- _Work task_
Report, as a number alone, how many lines below contain the string "usize".

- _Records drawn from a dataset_
==*==

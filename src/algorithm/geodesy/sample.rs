use std::f64::consts::TAU;

use crate::algorithm::native::unary_rows;
use crate::array::{Array2D, Coordinate};
use crate::error::{Result, Vectorized2DError};
use crate::trait_::Array2DTrait;

use super::shifted::destination;

/// Sample closed shapes around a single coordinate.
pub trait SampleAround {
    /// `num_points` coordinates on a circle of `radius` meters around `self`.
    ///
    /// Sample `k` lies at bearing `k·2π/num_points`, so the first one is due north.
    ///
    /// # Errors
    ///
    /// - if `self` holds more than one coordinate
    /// - if `num_points` is zero
    fn circle_around(&self, radius: f64, num_points: usize) -> Result<Coordinate>;

    /// `num_points` coordinates on an ellipse around `self`.
    ///
    /// The semi-axes are `major_radius` and `minor_radius` meters, and the major axis points
    /// along `major_axis_bearing`, in radians clockwise from north. Sample `k` lies at bearing
    /// `k·2π/num_points`, at the distance where that bearing crosses the ellipse.
    ///
    /// # Errors
    ///
    /// - if `self` holds more than one coordinate
    /// - if `num_points` is zero
    /// - if `minor_radius` is larger than `major_radius`
    fn ellipse_around(
        &self,
        major_radius: f64,
        minor_radius: f64,
        major_axis_bearing: f64,
        num_points: usize,
    ) -> Result<Coordinate>;
}

fn check_single(center: &Coordinate, shape: &str) -> Result<[f64; 2]> {
    if !center.is_single() {
        log::debug!("refusing to sample a {shape} around {} coordinates", center.len());
        return Err(Vectorized2DError::Precondition(
            format!("a {shape} can only be sampled around a single coordinate").into(),
        ));
    }
    Ok(center.row(0))
}

fn check_num_points(num_points: usize) -> Result<()> {
    if num_points == 0 {
        log::debug!("refusing to sample zero points");
        return Err(Vectorized2DError::Precondition(
            "at least one point must be sampled".into(),
        ));
    }
    Ok(())
}

/// Distance from the center of an ellipse to its edge, `angle` radians away from the major axis.
///
/// With a zero minor radius the ellipse collapses onto its major axis: the edge is at
/// `major_radius` along the axis, in either direction, and at the center everywhere else.
#[inline]
fn ellipse_radius(major_radius: f64, minor_radius: f64, angle: f64) -> f64 {
    let (sin, cos) = angle.sin_cos();
    if minor_radius == 0.0 {
        return if sin.abs() <= f64::EPSILON {
            major_radius
        } else {
            0.0
        };
    }
    let (b_cos, a_sin) = (minor_radius * cos, major_radius * sin);
    major_radius * minor_radius / (b_cos * b_cos + a_sin * a_sin).sqrt()
}

fn sample<F>(center: [f64; 2], num_points: usize, radius_at: F) -> Result<Coordinate>
where
    F: Fn(f64) -> f64 + Sync + Send,
{
    let step = TAU / num_points as f64;
    let coords = unary_rows(num_points, |k| {
        let bearing = k as f64 * step;
        destination(center, radius_at(bearing), bearing)
    });
    Ok(Coordinate::from_array2d(Array2D::try_new(coords.into())?))
}

impl SampleAround for Coordinate {
    fn circle_around(&self, radius: f64, num_points: usize) -> Result<Coordinate> {
        let center = check_single(self, "circle")?;
        check_num_points(num_points)?;
        sample(center, num_points, |_| radius)
    }

    fn ellipse_around(
        &self,
        major_radius: f64,
        minor_radius: f64,
        major_axis_bearing: f64,
        num_points: usize,
    ) -> Result<Coordinate> {
        let center = check_single(self, "ellipse")?;
        check_num_points(num_points)?;
        if minor_radius > major_radius {
            log::debug!("minor radius {minor_radius} exceeds major radius {major_radius}");
            return Err(Vectorized2DError::Precondition(
                "the minor radius of an ellipse cannot exceed its major radius".into(),
            ));
        }
        sample(center, num_points, |bearing| {
            ellipse_radius(major_radius, minor_radius, bearing - major_axis_bearing)
        })
    }
}
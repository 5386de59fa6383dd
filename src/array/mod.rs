//! The array types of this crate.
//!
//! [`Array2D`] is the plain N×2 container. [`Point2D`], [`Vector2D`] and [`Coordinate`] each wrap
//! one and give its two columns a meaning. Shared behaviour lives on
//! [`Array2DTrait`](crate::Array2DTrait).

pub use array2d::Array2D;
pub use coordinate::Coordinate;
pub use distance_matrix::DistanceMatrix;
pub use point2d::Point2D;
pub use vector2d::Vector2D;

mod array2d;
mod coordinate;
mod distance_matrix;
mod point2d;
mod vector2d;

==*==

- _Reply_
6